On December 11th 2017, the Council organized a panel of discussion on “Countering Terrorist Organizations following the killing of the worshipers at Al Rawda mosque in Sinai on 24 November”, with the participation of the Ambassador Dr. Mounir Zahran, Chairman of the Council, Ambassador Abdul Raouf Al-Reedy, Honorary Chairman of the Council, General Fuad Allam, member of the National Council for Combating Terrorism and Extremism, former State Security Agency Undersecretary Dr. Najih Ibrahim, specialist in the affairs of Islamic groups, and Colonel / Khaled Okasha, Member of the National Council to Combat Terrorism and Extremism.
-The Egyptian Council called for an urgent re-examination of the issue in the light of the massacre of worshipers during Friday prayers on November 24 at the Al-Rawda mosque in Bir al-Abed area in northern Sinai. This process represents a dangerous development in the practices of terrorist movements. Although the army and the police made strenuous efforts to confront the terrorists and their follow-up in the Sinai and Western Sahara, after the assassination of the police in the oases and killed nearly 16 after being confronted and capturing one of them, then the police and army managed to unravel.
-Then came the announcement of US President Donald Trump on 6th of December 2017, “which covered the media on the massacre of Al Rawda in Sinai, recognition of Jerusalem as the capital of Israel, and the transfer of the US Embassy from Tel Aviv to it.” It is necessary to distinguish between this subject and the first issue, which is a dangerous development in the operations of terrorists, perhaps due to the reduction of ISIS operations in Syria and Iraq, and then the ISIS terrorists moved to Egypt, and this is what Turkish President Erdogan recently said. There are those who criticized the Azhar scholars because they did not atone for the terrorists, while the killing of the worshipers in general during the Friday prayers is considered the summit of “infidels”.
-The need for the Egyptian authorities to benefit from the experiences of other Islamic countries in the face of radical Islamic trends, with particular reference to the experiences of Algeria, Jordan, Morocco, Tunisia, Saudi Arabia and Egypt’s experience in the past against the extremism of the Muslim Brotherhood, after mentioning the experiences of these countries; with the aim of developing a comprehensive strategy to combat terrorism and to counter attempts to spread this phenomenon. The discussions resulted in a set of recommendations:
1. It is necessary to organize lectures for detainees in all prisons for their guiding them and tolerating with some of them, instead of turning the prisons into haters of terrorism.
2. Mainstreaming the accused in prisons in various professions – such as cooking, handicrafts and organizing libraries.
3. There must be an alternative pot to turn extremists, when they engage in public life after they are released from prison in the framework of amnesty decisions.

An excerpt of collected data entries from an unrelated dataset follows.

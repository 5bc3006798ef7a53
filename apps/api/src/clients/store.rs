//! Storage backend client — persists corrected profiles and proxies the
//! read-only listing and download endpoints.

use async_trait::async_trait;
use bytes::Bytes;
use serde::Deserialize;
use tracing::debug;

use crate::clients::{build_http_client, ServiceError};
use crate::models::resume::ResumeRecord;
use crate::profile::models::EditableProfile;

#[derive(Debug, Deserialize)]
struct SaveEnvelope {
    success: bool,
    #[serde(default)]
    error: Option<String>,
    /// Record id assigned by the backend. Informational only.
    #[serde(default)]
    id: Option<i64>,
}

#[async_trait]
pub trait ResumeStore: Send + Sync {
    /// Persists one corrected profile. Exactly one outbound request.
    async fn save(&self, profile: &EditableProfile) -> Result<(), ServiceError>;

    /// Lists the records the backend holds.
    async fn list(&self) -> Result<Vec<ResumeRecord>, ServiceError>;

    /// Fetches the original document body for one record.
    async fn download(&self, id: i64) -> Result<Bytes, ServiceError>;
}

/// HTTP implementation against the storage backend's JSON API.
pub struct HttpResumeStore {
    client: reqwest::Client,
    base_url: String,
}

impl HttpResumeStore {
    pub fn new(base_url: &str) -> Self {
        Self {
            client: build_http_client(),
            base_url: base_url.trim_end_matches('/').to_string(),
        }
    }
}

#[async_trait]
impl ResumeStore for HttpResumeStore {
    async fn save(&self, profile: &EditableProfile) -> Result<(), ServiceError> {
        let response = self
            .client
            .post(format!("{}/save-resume/", self.base_url))
            .json(profile)
            .send()
            .await?;

        let envelope: SaveEnvelope = response.json().await?;
        if envelope.success {
            debug!("Profile persisted (record id {:?})", envelope.id);
            Ok(())
        } else {
            Err(ServiceError::Rejected {
                reason: envelope
                    .error
                    .unwrap_or_else(|| "storage backend reported a failure".to_string()),
            })
        }
    }

    async fn list(&self) -> Result<Vec<ResumeRecord>, ServiceError> {
        let records = self
            .client
            .get(format!("{}/resumes/", self.base_url))
            .send()
            .await?
            .error_for_status()?
            .json()
            .await?;
        Ok(records)
    }

    async fn download(&self, id: i64) -> Result<Bytes, ServiceError> {
        let body = self
            .client
            .get(format!("{}/resumes/{}/download/", self.base_url, id))
            .send()
            .await?
            .error_for_status()?
            .bytes()
            .await?;
        Ok(body)
    }
}

#[cfg(test)]
mod tests {
    use super::*;

    #[test]
    fn test_save_envelope_success() {
        let json = r#"{"success": true, "message": "Resume information saved successfully", "id": 1}"#;
        let envelope: SaveEnvelope = serde_json::from_str(json).unwrap();
        assert!(envelope.success);
        assert_eq!(envelope.id, Some(1));
    }

    #[test]
    fn test_save_envelope_failure() {
        let json = r#"{"success": false, "error": "No data provided"}"#;
        let envelope: SaveEnvelope = serde_json::from_str(json).unwrap();
        assert!(!envelope.success);
        assert_eq!(envelope.error.as_deref(), Some("No data provided"));
    }

    #[test]
    fn test_base_url_trailing_slash_is_trimmed() {
        let store = HttpResumeStore::new("http://localhost:5000/api/");
        assert_eq!(store.base_url, "http://localhost:5000/api");
    }
}
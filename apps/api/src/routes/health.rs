use axum::Json;
use serde_json::{json, Value};

/// GET /health
/// Returns a simple status object with service version.
pub async fn health_handler() -> Json<Value> {
    Json(json!({
        "status": "ok",
        "version": env!("CARGO_PKG_VERSION"),
        "service": "resumedesk-api"
    }))
}
mod clients;
mod config;
mod errors;
mod models;
mod profile;
mod routes;
mod state;
mod workflow;

use anyhow::Result;
use std::net::SocketAddr;
use std::sync::Arc;
use tower_http::{cors::CorsLayer, trace::TraceLayer};
use tracing::info;
use tracing_subscriber::{layer::SubscriberExt, util::SubscriberInitExt, EnvFilter};

use crate::clients::parse::{HttpParseService, ParseService};
use crate::clients::store::{HttpResumeStore, ResumeStore};
use crate::config::Config;
use crate::routes::build_router;
use crate::state::AppState;
use crate::workflow::session::SessionRegistry;

#[tokio::main]
async fn main() -> Result<()> {
    // Load configuration first (fails on missing required env vars)
    let config = Config::from_env()?;

    // Initialize structured logging
    tracing_subscriber::registry()
        .with(EnvFilter::try_from_default_env().unwrap_or_else(|_| {
            EnvFilter::new(format!("{}={}", env!("CARGO_PKG_NAME"), &config.rust_log))
        }))
        .with(tracing_subscriber::fmt::layer())
        .init();

    info!("Starting ResumeDesk API v{}", env!("CARGO_PKG_VERSION"));

    // Initialize external service clients
    let parse: Arc<dyn ParseService> = Arc::new(HttpParseService::new(&config.parse_service_url));
    info!("Parse service client initialized ({})", config.parse_service_url);

    let store: Arc<dyn ResumeStore> = Arc::new(HttpResumeStore::new(&config.storage_service_url));
    info!(
        "Storage backend client initialized ({})",
        config.storage_service_url
    );

    // Build app state
    let state = AppState {
        config: config.clone(),
        parse,
        store,
        sessions: SessionRegistry::new(),
    };

    // Build router
    let app = build_router(state)
        .layer(TraceLayer::new_for_http())
        .layer(CorsLayer::permissive()); // matches the backend's open CORS policy

    let addr: SocketAddr = format!("0.0.0.0:{}", config.port).parse()?;
    info!("Listening on {addr}");

    let listener = tokio::net::TcpListener::bind(addr).await?;
    axum::serve(listener, app).await?;

    Ok(())
}
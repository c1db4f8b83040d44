use anyhow::{anyhow, Context, Result};
use wasm_bindgen::JsCast;
use web_sys::{HtmlCanvasElement, WebGl2RenderingContext};
use winit::event_loop::ActiveEventLoop;
use winit::platform::web::WindowAttributesExtWebSys;
use winit::window::{Window, WindowAttributes};

use super::init::log_driver_info;
use super::Present;

/// Id of the `<canvas>` element the page must provide.
pub const CANVAS_ID: &str = "canvas";

/// Canvas-backed window plus its WebGL2 context.
pub struct WebDevice {
    gl: glow::Context,
    window: Window,
}

impl WebDevice {
    pub fn new(event_loop: &ActiveEventLoop, attributes: WindowAttributes) -> Result<Self> {
        let canvas = find_canvas()?;

        let window = event_loop
            .create_window(attributes.with_canvas(Some(canvas.clone())))
            .context("failed to attach window to canvas")?;

        // JsValue errors are not `Send`; keep their debug rendering only.
        let context = canvas
            .get_context("webgl2")
            .map_err(|e| anyhow!("getContext(\"webgl2\") threw: {e:?}"))?
            .context("browser refused a WebGL2 context")?
            .dyn_into::<WebGl2RenderingContext>()
            .map_err(|_| anyhow!("webgl2 context has an unexpected type"))?;

        let gl = glow::Context::from_webgl2_context(context);
        log_driver_info(&gl);

        Ok(Self { gl, window })
    }

    pub fn gl(&self) -> &glow::Context {
        &self.gl
    }

    pub fn window(&self) -> &Window {
        &self.window
    }
}

impl Present for WebDevice {
    // The browser composites the canvas after the animation-frame callback.
    fn present(&self) -> Result<()> {
        Ok(())
    }
}

fn find_canvas() -> Result<HtmlCanvasElement> {
    let document = web_sys::window()
        .and_then(|w| w.document())
        .context("no browser document")?;

    document
        .get_element_by_id(CANVAS_ID)
        .with_context(|| format!("no element with id `{CANVAS_ID}`"))?
        .dyn_into::<HtmlCanvasElement>()
        .map_err(|_| anyhow!("element `{CANVAS_ID}` is not a canvas"))
}
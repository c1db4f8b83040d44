//! Embedded GLSL ES 3.00 sources.
//!
//! Attribute names are looked up on the linked program at runtime, so the
//! identifiers here and in [`crate::geometry`] must stay in sync.

/// Vertex input carrying the clip-space position.
pub const POSITION_ATTRIBUTE: &str = "aPos";

/// Vertex input carrying the per-vertex color.
pub const COLOR_ATTRIBUTE: &str = "aColor";

pub const VERTEX_SHADER_SOURCE: &str = "\
#version 300 es
in vec3 aPos;
in vec3 aColor;
out vec3 vColor;
void main() {
    gl_Position = vec4(aPos, 1.0);
    vColor = aColor;
}
";

pub const FRAGMENT_SHADER_SOURCE: &str = "\
#version 300 es
precision mediump float;
in vec3 vColor;
out vec4 FragColor;
void main() {
    FragColor = vec4(vColor, 1.0);
}
";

4. The need to take care of prisons, develop them and organize educational courses for officers and non-commissioned officers.
5. Political decisions must be made to confront the economic hardships faced by Egyptians and the spread of terrorism in Egypt, which exploits those difficulties.
6. Look for ways to attract the attention of young people and the public to fill the gap experienced by Egyptians to spread culture, art and other soft power.
7. The need to develop an integrated strategy of the National Council to combat terrorism, and activate and vaccinate experts in the fight against terrorism, and benefit from the experiences of other countries.
8. The preference for moderate Sufi thought, such as the thought of the sheikhs Abdel Halim Mahmoud and Sheikh Ahmad Al-Tayeb, in their thought of giving, forgiveness, tolerance and mercy to replace Takfiri thought and contain extremist Salafi ideas.
9. The possibility of investing the presence of Sufism in many villages and regions, a strategy that proved successful when used in the past.
10. Accelerate the amendment and development of the Code of Criminal Procedure and intensify the training sessions of judges in an open manner to deal with the situation of terrorism.